Mathematics > Optimization and Control
[Submitted on 20 Aug 2021 (v1), last revised 26 Aug 2022 (this version, v6)]
Title:Markov Decision Processes with Incomplete Information and Semi-Uniform Feller Transition Probabilities
View PDFAbstract:This paper deals with control of partially observable discrete-time stochastic systems. It introduces and studies Markov Decision Processes with Incomplete Information and with semi-uniform Feller transition probabilities. The important feature of these models is that their classic reduction to Completely Observable Markov Decision Processes with belief states preserves semi-uniform Feller continuity of transition probabilities. Under mild assumptions on cost functions, optimal policies exist, optimality equations hold, and value iterations converge to optimal values for these models.

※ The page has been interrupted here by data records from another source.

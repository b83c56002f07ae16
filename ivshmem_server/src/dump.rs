//! Operator-facing peer listing.

use serde::Serialize;
use std::fmt;
use std::os::fd::RawFd;
use std::path::PathBuf;

use crate::peer::PeerId;

/// One registered peer and the raw numbers of its vector descriptors.
#[derive(Debug, Clone, PartialEq, Eq, Serialize)]
pub struct PeerDump {
    /// Peer identity.
    pub id: PeerId,
    /// Vector descriptors, in vector order.
    pub vectors: Vec<RawFd>,
}

/// Snapshot of the server state.
#[derive(Debug, Clone, PartialEq, Eq, Serialize)]
pub struct ServerDump {
    /// Listening socket path.
    pub socket_path: PathBuf,
    /// Region backing path.
    pub shm_path: PathBuf,
    /// Actual region size in bytes.
    pub region_size: u64,
    /// Vectors per peer.
    pub n_vectors: u32,
    /// Peers in connection order.
    pub peers: Vec<PeerDump>,
}

impl ServerDump {
    /// Serialize as a single JSON object.
    pub fn to_json(&self) -> serde_json::Result<String> {
        serde_json::to_string(self)
    }
}

impl fmt::Display for ServerDump {
    fn fmt(&self, f: &mut fmt::Formatter<'_>) -> fmt::Result {
        for peer in &self.peers {
            writeln!(f, "peer_id = {}", peer.id)?;
            for (vector, fd) in peer.vectors.iter().enumerate() {
                writeln!(f, "  vector {vector} is enabled (fd={fd})")?;
            }
        }
        Ok(())
    }
}
//! Protocol messages and descriptor passing.
//!
//! Every message on an ivshmem connection is one native-endian `i64`
//! (the *subject id*), optionally paired with exactly one open descriptor
//! carried as `SCM_RIGHTS` ancillary data. Messages carry no tag; their
//! meaning follows from their position in the stream:
//!
//! | Message        | subject id                  | descriptor      |
//! |----------------|-----------------------------|-----------------|
//! | version        | `IVSHMEM_PROTOCOL_VERSION`  | none            |
//! | assign-id      | the receiver's own id       | none            |
//! | region         | `REGION_SENTINEL_ID` (-1)   | shared memory   |
//! | vector-add     | id of the vector's owner    | one eventfd     |
//! | peer-removed   | id of the departed peer     | none            |
//!
//! The transport-specific part lives in [`MessageTransport`] and
//! [`recv_message`]; nothing else in the workspace touches `sendmsg(2)`.

use crate::consts::{IVSHMEM_PROTOCOL_VERSION, MESSAGE_SIZE, REGION_SENTINEL_ID};
use nix::sys::socket::{ControlMessage, ControlMessageOwned, MsgFlags, recvmsg, sendmsg};
use static_assertions::const_assert_eq;
use std::io::{IoSlice, IoSliceMut};
use std::os::fd::{AsFd, AsRawFd, BorrowedFd, FromRawFd, OwnedFd, RawFd};
use thiserror::Error;

const_assert_eq!(MESSAGE_SIZE, core::mem::size_of::<i64>());

/// Errors raised while sending or receiving protocol messages.
#[derive(Debug, Error)]
pub enum WireError {
    /// `sendmsg(2)` failed (including `EAGAIN` on a full non-blocking socket).
    #[error("cannot send message (subject {subject}): {source}")]
    Send {
        /// Subject id of the message that was not delivered.
        subject: i64,
        /// Underlying errno.
        #[source]
        source: nix::Error,
    },

    /// `recvmsg(2)` failed.
    #[error("cannot receive message: {0}")]
    Receive(#[source] nix::Error),

    /// The kernel transferred fewer bytes than one message.
    #[error("short message: {len} of 8 bytes")]
    ShortMessage {
        /// Number of bytes actually transferred.
        len: usize,
    },

    /// More than one descriptor arrived with a single message.
    #[error("expected at most one descriptor, got {count}")]
    UnexpectedDescriptorCount {
        /// Number of descriptors received.
        count: usize,
    },

    /// The peer closed the connection.
    #[error("connection closed by peer")]
    Disconnected,
}

/// One outgoing protocol message.
///
/// The descriptor is borrowed: the kernel duplicates it into the receiving
/// process, the sender keeps ownership of its own copy.
#[derive(Debug, Clone, Copy)]
pub struct Message<'fd> {
    /// Subject id field.
    pub subject: i64,
    /// Optional attached descriptor.
    pub descriptor: Option<BorrowedFd<'fd>>,
}

impl<'fd> Message<'fd> {
    /// Protocol version announcement, first message on every connection.
    pub const fn version() -> Self {
        Self {
            subject: IVSHMEM_PROTOCOL_VERSION,
            descriptor: None,
        }
    }

    /// Tells a new peer its own identity.
    pub const fn assign_id(id: i64) -> Self {
        Self {
            subject: id,
            descriptor: None,
        }
    }

    /// Hands out the shared memory region.
    pub const fn region(fd: BorrowedFd<'fd>) -> Self {
        Self {
            subject: REGION_SENTINEL_ID,
            descriptor: Some(fd),
        }
    }

    /// Announces one vector (eventfd) owned by peer `owner`.
    pub const fn vector_add(owner: i64, fd: BorrowedFd<'fd>) -> Self {
        Self {
            subject: owner,
            descriptor: Some(fd),
        }
    }

    /// Announces that peer `id` has left.
    pub const fn peer_removed(id: i64) -> Self {
        Self {
            subject: id,
            descriptor: None,
        }
    }
}

/// A message read from a connection, with ownership of any received descriptor.
#[derive(Debug)]
pub struct ReceivedMessage {
    /// Subject id field.
    pub subject: i64,
    /// Descriptor installed in this process, if one was attached.
    pub descriptor: Option<OwnedFd>,
}

impl ReceivedMessage {
    /// True when no descriptor was attached.
    pub fn is_bare(&self) -> bool {
        self.descriptor.is_none()
    }
}

/// Sends protocol messages over a connected Unix stream socket.
pub trait MessageTransport {
    /// Send one message, attaching its descriptor (if any) as `SCM_RIGHTS`.
    ///
    /// Never blocks on a non-blocking socket: a full send buffer surfaces as
    /// `WireError::Send` with `EAGAIN`.
    fn send_message(&self, message: &Message<'_>) -> Result<(), WireError>;
}

impl<T: AsFd> MessageTransport for T {
    fn send_message(&self, message: &Message<'_>) -> Result<(), WireError> {
        let payload = message.subject.to_ne_bytes();
        let iov = [IoSlice::new(&payload)];
        let fds = message.descriptor.map(|fd| [fd.as_raw_fd()]);
        let cmsg = fds.as_ref().map(|fds| ControlMessage::ScmRights(&fds[..]));

        let sent = sendmsg::<()>(
            self.as_fd().as_raw_fd(),
            &iov,
            cmsg.as_slice(),
            MsgFlags::MSG_NOSIGNAL,
            None,
        )
        .map_err(|source| WireError::Send {
            subject: message.subject,
            source,
        })?;

        if sent != MESSAGE_SIZE {
            return Err(WireError::ShortMessage { len: sent });
        }
        Ok(())
    }
}

/// Receive one message from `conn`.
///
/// Received descriptors are marked close-on-exec and owned by the caller.
pub fn recv_message<T: AsFd>(conn: &T) -> Result<ReceivedMessage, WireError> {
    let mut payload = [0u8; MESSAGE_SIZE];
    let mut cmsg_buffer = nix::cmsg_space!([RawFd; 1]);

    let (len, descriptors) = {
        let mut iov = [IoSliceMut::new(&mut payload)];
        let msg = recvmsg::<()>(
            conn.as_fd().as_raw_fd(),
            &mut iov,
            Some(&mut cmsg_buffer),
            MsgFlags::MSG_CMSG_CLOEXEC,
        )
        .map_err(WireError::Receive)?;

        let mut descriptors = Vec::new();
        // Truncated control data (ENOBUFS) means descriptors were dropped.
        for cmsg in msg.cmsgs().map_err(WireError::Receive)? {
            if let ControlMessageOwned::ScmRights(fds) = cmsg {
                // SAFETY: SCM_RIGHTS installs fresh descriptors owned by us.
                descriptors.extend(fds.into_iter().map(|fd| unsafe { OwnedFd::from_raw_fd(fd) }));
            }
        }
        (msg.bytes, descriptors)
    };

    if len == 0 && descriptors.is_empty() {
        return Err(WireError::Disconnected);
    }
    if len != MESSAGE_SIZE {
        return Err(WireError::ShortMessage { len });
    }
    if descriptors.len() > 1 {
        return Err(WireError::UnexpectedDescriptorCount {
            count: descriptors.len(),
        });
    }

    Ok(ReceivedMessage {
        subject: i64::from_ne_bytes(payload),
        descriptor: descriptors.into_iter().next(),
    })
}

#[cfg(test)]
mod tests {
    use super::*;
    use std::fs::File;
    use std::io::{Read, Seek, SeekFrom, Write};
    use std::os::unix::fs::MetadataExt;
    use std::os::unix::net::UnixStream;

    #[test]
    fn bare_messages_roundtrip_subject() {
        let (a, b) = UnixStream::pair().unwrap();
        a.send_message(&Message::version()).unwrap();
        a.send_message(&Message::assign_id(7)).unwrap();
        a.send_message(&Message::peer_removed(3)).unwrap();

        let version = recv_message(&b).unwrap();
        assert_eq!(version.subject, IVSHMEM_PROTOCOL_VERSION);
        assert!(version.is_bare());

        assert_eq!(recv_message(&b).unwrap().subject, 7);
        assert_eq!(recv_message(&b).unwrap().subject, 3);
    }

    #[test]
    fn attached_descriptor_refers_to_same_file() {
        let (a, b) = UnixStream::pair().unwrap();
        let mut file = tempfile::tempfile().unwrap();
        file.write_all(b"doorbell").unwrap();

        a.send_message(&Message::region(file.as_fd())).unwrap();

        let msg = recv_message(&b).unwrap();
        assert_eq!(msg.subject, REGION_SENTINEL_ID);
        let mut received = File::from(msg.descriptor.expect("descriptor"));

        assert_eq!(
            received.metadata().unwrap().ino(),
            file.metadata().unwrap().ino()
        );
        received.seek(SeekFrom::Start(0)).unwrap();
        let mut text = String::new();
        received.read_to_string(&mut text).unwrap();
        assert_eq!(text, "doorbell");
    }

    #[test]
    fn sender_keeps_its_copy() {
        let (a, b) = UnixStream::pair().unwrap();
        let file = tempfile::tempfile().unwrap();
        a.send_message(&Message::vector_add(2, file.as_fd())).unwrap();
        let msg = recv_message(&b).unwrap();
        assert_eq!(msg.subject, 2);
        assert_ne!(
            msg.descriptor.as_ref().unwrap().as_raw_fd(),
            file.as_raw_fd()
        );
        // Our own descriptor is still valid after the transfer.
        assert!(file.metadata().is_ok());
    }

    #[test]
    fn closed_peer_reports_disconnect() {
        let (a, b) = UnixStream::pair().unwrap();
        drop(a);
        assert!(matches!(recv_message(&b), Err(WireError::Disconnected)));
    }

    #[test]
    fn send_to_closed_peer_fails_without_sigpipe() {
        let (a, b) = UnixStream::pair().unwrap();
        drop(b);
        let err = a.send_message(&Message::version()).unwrap_err();
        assert!(matches!(err, WireError::Send { subject: 0, .. }));
    }

    #[test]
    fn full_nonblocking_socket_fails_instead_of_blocking() {
        let (a, _b) = UnixStream::pair().unwrap();
        a.set_nonblocking(true).unwrap();

        let mut result = Ok(());
        for _ in 0..1_000_000 {
            result = a.send_message(&Message::peer_removed(1));
            if result.is_err() {
                break;
            }
        }
        match result {
            Err(WireError::Send { source, .. }) => assert_eq!(source, nix::Error::EAGAIN),
            other => panic!("expected EAGAIN, got {other:?}"),
        }
    }
}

In particular, for Partially Observable Markov Decision Processes the results of this paper imply new and generalize several known sufficient conditions on transition and observation probabilities for weak continuity of transition probabilities for Markov Decision Processes with belief states, the existence of optimal policies, validity of optimality equations defining optimal policies, and convergence of value iterations to optimal values.
Submission history
From: Eugene Feinberg [view email][v1] Fri, 20 Aug 2021 15:44:56 UTC (43 KB)
[v2] Thu, 9 Dec 2021 01:22:59 UTC (48 KB)
[v3] Sun, 20 Feb 2022 02:52:03 UTC (50 KB)
[v4] Fri, 15 Apr 2022 13:10:21 UTC (51 KB)
[v5] Tue, 10 May 2022 02:45:53 UTC (51 KB)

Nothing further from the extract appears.